Long sleeves hid the plasters on my wrists, long socks covered my ankles.

This time I would not run from the classroom.
I picked up the blade, placed it back in the red box and left it on my desk.
I gathered up the wrapping papers, the discarded boxes, and pushed them into the litter basket.
Gibby arrived, rushing late, accompanied by Vonnie Williams.
I didn’t need to read Vonnie’s elated expression to understand why our history teacher had been delayed.

I left the school immediately after the last class ended and ran home through Gracehills Park.
Jenny called to my house a short while later.
I told my mother to send her away.
Neither of them paid any attention to my frantic command.
My door was locked but Jenny banged on it until I allowed her in.

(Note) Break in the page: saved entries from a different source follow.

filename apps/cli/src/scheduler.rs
//! Periodic portfolio refresh.

use std::sync::Arc;
use std::time::Duration;

use tokio::time::interval;
use tracing::{debug, info, warn};

use crate::main_lib::{print_portfolio, AppState};

/// Refresh and print the portfolio every `period` until Ctrl-C.
pub async fn run_refresh_loop(state: Arc<AppState>, period: Duration) {
    info!("Refreshing portfolio every {}s", period.as_secs());

    // First tick is immediate.
    let mut ticker = interval(period);
    let shutdown = tokio::signal::ctrl_c();
    tokio::pin!(shutdown);

    loop {
        tokio::select! {
            _ = ticker.tick() => run_refresh(&state).await,
            _ = &mut shutdown => {
                info!("Shutting down refresh loop");
                break;
            }
        }
    }
}

async fn run_refresh(state: &AppState) {
    if let Err(e) = print_portfolio(state).await {
        warn!("Portfolio refresh failed: {}", e);
    }
    debug!("{} cached quote record(s)", state.cache.len());
}
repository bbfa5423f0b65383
pub mod decimal_utils;
use std::sync::Arc;

use folio_core::{
    EnrichmentService, JsonFileHoldingSource, PortfolioService, PortfolioServiceTrait,
};
use folio_market_data::{
    google_config, google_source, spawn_sweeper, yahoo_config, yahoo_source, DocumentFetcher,
    HttpFetcher, QuoteCache, QuoteProvider,
};
use tracing_subscriber::{fmt, layer::SubscriberExt, util::SubscriberInitExt, EnvFilter};

use crate::config::Config;

pub struct AppState {
    pub cache: Arc<QuoteCache>,
    pub portfolio_service: Arc<dyn PortfolioServiceTrait>,
}

pub fn init_tracing() {
    let log_format = std::env::var("FOLIO_LOG_FORMAT").unwrap_or_else(|_| "text".to_string());
    let filter = EnvFilter::try_from_default_env().unwrap_or_else(|_| EnvFilter::new("info"));
    let registry = tracing_subscriber::registry().with(filter);

    if log_format.eq_ignore_ascii_case("json") {
        registry
            .with(fmt::layer().json().with_current_span(false).with_writer(std::io::stderr))
            .init();
    } else {
        registry
            .with(
                fmt::layer()
                    .with_target(true)
                    .with_line_number(true)
                    .with_writer(std::io::stderr),
            )
            .init();
    }
}

/// Wire the cache, quote sources and services. Must run inside the runtime.
pub fn build_state(config: &Config) -> anyhow::Result<Arc<AppState>> {
    let cache = Arc::new(QuoteCache::new(config.cache_ttl));
    spawn_sweeper(cache.clone(), cache.sweep_period());

    let fetcher: Arc<dyn DocumentFetcher> = Arc::new(HttpFetcher::new(config.request_timeout)?);

    let price_source = yahoo_source(
        yahoo_config()
            .with_endpoint(config.price_endpoint.clone())
            .with_timeout(config.request_timeout)
            .with_user_agent(config.user_agent.clone()),
        cache.clone(),
        fetcher.clone(),
    );
    let metrics_source = google_source(
        google_config()
            .with_endpoint(config.metrics_endpoint.clone())
            .with_ttl(config.metrics_cache_ttl)
            .with_timeout(config.request_timeout)
            .with_user_agent(config.user_agent.clone()),
        cache.clone(),
        fetcher,
    );
    let providers: Vec<Arc<dyn QuoteProvider>> =
        vec![Arc::new(price_source), Arc::new(metrics_source)];

    let holding_source = Arc::new(JsonFileHoldingSource::new(config.portfolio_path.clone()));
    let enrichment_service = Arc::new(EnrichmentService::new(providers));
    let portfolio_service = Arc::new(PortfolioService::new(holding_source, enrichment_service));

    tracing::info!(
        "Portfolio: {} (quote TTL {}s, metrics TTL {}s, timeout {}s)",
        config.portfolio_path.display(),
        config.cache_ttl.as_secs(),
        config.metrics_cache_ttl.as_secs(),
        config.request_timeout.as_secs()
    );

    Ok(Arc::new(AppState {
        cache,
        portfolio_service,
    }))
}

/// Run the pipeline once and write the view to stdout as JSON.
pub async fn print_portfolio(state: &AppState) -> anyhow::Result<()> {
    let view = state.portfolio_service.get_portfolio_view().await?;
    println!("{}", serde_json::to_string_pretty(&view)?);
    Ok(())
}
//! Best-effort field extraction from quote documents.
//!
//! A [`FieldExtractor`] holds an ordered list of [`ExtractionStrategy`] per
//! [`QuoteField`]. For each field the strategies are tried in order and the
//! first candidate that parses wins. When every strategy fails the field is
//! left absent; extraction as a whole never fails.
//!
//! Extraction is a pure function of the document: no network, no cache, no
//! clock. Source-specific strategy lists live next to the sources that use
//! them (see `provider::yahoo` and `provider::google`).

mod parse;
mod strategy;

use std::collections::BTreeMap;

use scraper::Html;
use tracing::{trace, warn};

use crate::models::{QuoteField, QuoteFields};

pub use parse::{normalize_whitespace, parse_decimal, parse_text};
pub use strategy::ExtractionStrategy;

use strategy::Document;

/// Ordered extraction strategies per quote field.
#[derive(Clone, Debug, Default, PartialEq)]
pub struct FieldExtractor {
    strategies: BTreeMap<QuoteField, Vec<ExtractionStrategy>>,
}

impl FieldExtractor {
    /// An extractor with no strategies; every field extracts as absent.
    pub fn new() -> Self {
        Self::default()
    }

    /// Append a strategy for `field`, after any already registered.
    ///
    /// Strategies whose selector or regex does not compile are dropped with a
    /// warning.
    pub fn with_strategy(mut self, field: QuoteField, strategy: ExtractionStrategy) -> Self {
        self.push_strategy(field, strategy);
        self
    }

    /// Append several strategies for `field`, in order.
    pub fn with_strategies(
        mut self,
        field: QuoteField,
        strategies: impl IntoIterator<Item = ExtractionStrategy>,
    ) -> Self {
        for strategy in strategies {
            self.push_strategy(field, strategy);
        }
        self
    }

    pub fn push_strategy(&mut self, field: QuoteField, strategy: ExtractionStrategy) {
        if let Err(e) = strategy.validate() {
            warn!("Skipping {} extraction strategy: {}", field, e);
            return;
        }
        self.strategies.entry(field).or_default().push(strategy);
    }

    pub fn strategies_for(&self, field: QuoteField) -> &[ExtractionStrategy] {
        self.strategies
            .get(&field)
            .map(Vec::as_slice)
            .unwrap_or_default()
    }

    /// Extract every field this extractor has strategies for.
    pub fn extract(&self, document: &str, symbol: &str) -> QuoteFields {
        let html = Html::parse_document(document);
        let document = Document {
            raw: document,
            html: &html,
        };

        let fields = QuoteFields {
            price: self.resolve(QuoteField::Price, &document, parse_decimal),
            pe_ratio: self.resolve(QuoteField::PeRatio, &document, parse_decimal),
            eps: self.resolve(QuoteField::Eps, &document, parse_decimal),
            exchange: self.resolve(QuoteField::Exchange, &document, parse_text),
        };

        trace!("Extracted fields for {}: {:?}", symbol, fields);
        fields
    }

    /// First parseable candidate across the field's strategies, in order.
    fn resolve<T>(
        &self,
        field: QuoteField,
        document: &Document<'_>,
        parse: impl Fn(&str) -> Option<T>,
    ) -> Option<T> {
        self.strategies_for(field).iter().find_map(|strategy| {
            strategy
                .candidates(document)
                .iter()
                .find_map(|candidate| parse(candidate))
        })
    }
}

‘You’re the only one who knew.’
My pillow was damp with tears.
‘I trusted you.’

‘You know I wouldn’t share spit with that bitch.’
She forced me to sit up and face her.
‘There’s only one way you can deal with this.’
She rolled up the sleeve of my blouse.
Her breath hissed when she saw the most recent cuts.
‘As long as you keep doing this she’ll dominate you.
Have you the courage to stop?
I believe you have.
Prove me right.’

Like the drawing on the blackboard, no one was held responsible but Karin’s name was whispered along the class grapevine.
Students began to ignore her.
Vonnie Williams, aware that she might be isolated in the chilliness surrounding Karin, ended their friendship.
I felt no pleasure as I watched Karin’s growing isolation.
I too was isolated, not by silence or by being ignored, but by the skinning of my most intimate secret.
The victim and the bully, bound together by the one crime.